*WHAT YOU ARE ASKED TO DO*: The records should be copied out again with no alteration.

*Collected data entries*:
((
use std::sync::Arc;

use super::{Annotation, AnnotationIndex};
use crate::progress::ProgressSink;

/// Index of every open conflict, keyed by its still-escaped reference.
#[derive(Debug)]
pub struct IndexOfAllOpenConflicts {
    index: AnnotationIndex,
}

impl IndexOfAllOpenConflicts {
    pub fn new() -> Self {
        Self {
            index: AnnotationIndex::new(
                "open conflicts",
                Annotation::is_open_conflict,
                |a: &Annotation| a.ref_still_escaped().to_string(),
            ),
        }
    }

    pub fn initialize<I>(&mut self, annotations: I, progress: &mut dyn ProgressSink)
    where
        I: IntoIterator<Item = Arc<Annotation>>,
    {
        self.index.initialize(annotations, progress);
    }

    pub fn get_conflicts_with_exact_reference(&self, reference: &str) -> Vec<Arc<Annotation>> {
        self.index.get_matches_by_key(reference)
    }

    pub fn get_conflicts_where_reference_contains(
        &self,
        search: &str,
        progress: &mut dyn ProgressSink,
    ) -> Vec<Arc<Annotation>> {
        self.index
            .get_matches(|reference| reference.contains(search), progress)
    }

    /// The underlying generic index.
    pub fn index(&self) -> &AnnotationIndex {
        &self.index
    }

    pub fn index_mut(&mut self) -> &mut AnnotationIndex {
        &mut self.index
    }
}

impl Default for IndexOfAllOpenConflicts {
    fn default() -> Self {
        Self::new()
    }
}

#[cfg(test)]
mod tests {
    use super::*;
    use crate::notes::AnnotationStatus;
    use crate::progress::NullProgress;

    fn build() -> IndexOfAllOpenConflicts {
        let annotations = vec![
            Annotation::new("conflict", AnnotationStatus::Open, "lift://a.lift?id=one"),
            Annotation::new("conflict", AnnotationStatus::Open, "lift://a.lift?id=two%20x"),
            Annotation::new("conflict", AnnotationStatus::Closed, "lift://a.lift?id=three"),
            Annotation::new("question", AnnotationStatus::Open, "lift://a.lift?id=four"),
        ];
        let mut index = IndexOfAllOpenConflicts::new();
        index.initialize(annotations.into_iter().map(Arc::new), &mut NullProgress);
        index
    }

    #[test]
    fn test_only_open_conflicts_indexed() {
        let index = build();
        assert_eq!(index.index().len(), 2);
        assert!(index
            .get_conflicts_with_exact_reference("lift://a.lift?id=three")
            .is_empty());
        assert!(index
            .get_conflicts_with_exact_reference("lift://a.lift?id=four")
            .is_empty());
    }

    #[test]
    fn test_exact_reference_uses_escaped_form() {
        let index = build();
        assert_eq!(
            index
                .get_conflicts_with_exact_reference("lift://a.lift?id=two%20x")
                .len(),
            1
        );
        assert!(index
            .get_conflicts_with_exact_reference("lift://a.lift?id=two x")
            .is_empty());
    }

    #[test]
    fn test_reference_contains() {
        let index = build();
        let found = index.get_conflicts_where_reference_contains("id=t", &mut NullProgress);
        assert_eq!(found.len(), 1);
        assert_eq!(found[0].reference(), "lift://a.lift?id=two x");

        let all = index.get_conflicts_where_reference_contains("", &mut NullProgress);
        assert_eq!(all.len(), 2);
    }
}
))
*EXERCISE OUTPUT*:
use std::sync::Arc;

use super::{Annotation, AnnotationIndex};
use crate::progress::ProgressSink;

/// Index of every open conflict, keyed by its still-escaped reference.
#[derive(Debug)]
pub struct IndexOfAllOpenConflicts {
    index: AnnotationIndex,
}

impl IndexOfAllOpenConflicts {
    pub fn new() -> Self {
        Self {
            index: AnnotationIndex::new(
                "open conflicts",
                Annotation::is_open_conflict,
                |a: &Annotation| a.ref_still_escaped().to_string(),
            ),
        }
    }

    pub fn initialize<I>(&mut self, annotations: I, progress: &mut dyn ProgressSink)
    where
        I: IntoIterator<Item = Arc<Annotation>>,
    {
        self.index.initialize(annotations, progress);
    }

    pub fn get_conflicts_with_exact_reference(&self, reference: &str) -> Vec<Arc<Annotation>> {
        self.index.get_matches_by_key(reference)
    }

    pub fn get_conflicts_where_reference_contains(
        &self,
        search: &str,
        progress: &mut dyn ProgressSink,
    ) -> Vec<Arc<Annotation>> {
        self.index
            .get_matches(|reference| reference.contains(search), progress)
    }

    /// The underlying generic index.
    pub fn index(&self) -> &AnnotationIndex {
        &self.index
    }

    pub fn index_mut(&mut self) -> &mut AnnotationIndex {
        &mut self.index
    }
}

impl Default for IndexOfAllOpenConflicts {
    fn default() -> Self {
        Self::new()
    }
}

#[cfg(test)]
mod tests {
    use super::*;
    use crate::notes::AnnotationStatus;
    use crate::progress::NullProgress;

    fn build() -> IndexOfAllOpenConflicts {
        let annotations = vec![
            Annotation::new("conflict", AnnotationStatus::Open, "lift://a.lift?id=one"),
            Annotation::new("conflict", AnnotationStatus::Open, "lift://a.lift?id=two%20x"),
            Annotation::new("conflict", AnnotationStatus::Closed, "lift://a.lift?id=three"),
            Annotation::new("question", AnnotationStatus::Open, "lift://a.lift?id=four"),
        ];
        let mut index = IndexOfAllOpenConflicts::new();
        index.initialize(annotations.into_iter().map(Arc::new), &mut NullProgress);
        index
    }

    #[test]
    fn test_only_open_conflicts_indexed() {
        let index = build();
        assert_eq!(index.index().len(), 2);
        assert!(index
            .get_conflicts_with_exact_reference("lift://a.lift?id=three")
            .is_empty());
        assert!(index
            .get_conflicts_with_exact_reference("lift://a.lift?id=four")
            .is_empty());
    }

    #[test]
    fn test_exact_reference_uses_escaped_form() {
        let index = build();
        assert_eq!(
            index
                .get_conflicts_with_exact_reference("lift://a.lift?id=two%20x")
                .len(),
            1
        );
        assert!(index
            .get_conflicts_with_exact_reference("lift://a.lift?id=two x")
            .is_empty());
    }

    #[test]
    fn test_reference_contains() {
        let index = build();
        let found = index.get_conflicts_where_reference_contains("id=t", &mut NullProgress);
        assert_eq!(found.len(), 1);
        assert_eq!(found[0].reference(), "lift://a.lift?id=two x");

        let all = index.get_conflicts_where_reference_contains("", &mut NullProgress);
        assert_eq!(all.len(), 2);
    }
}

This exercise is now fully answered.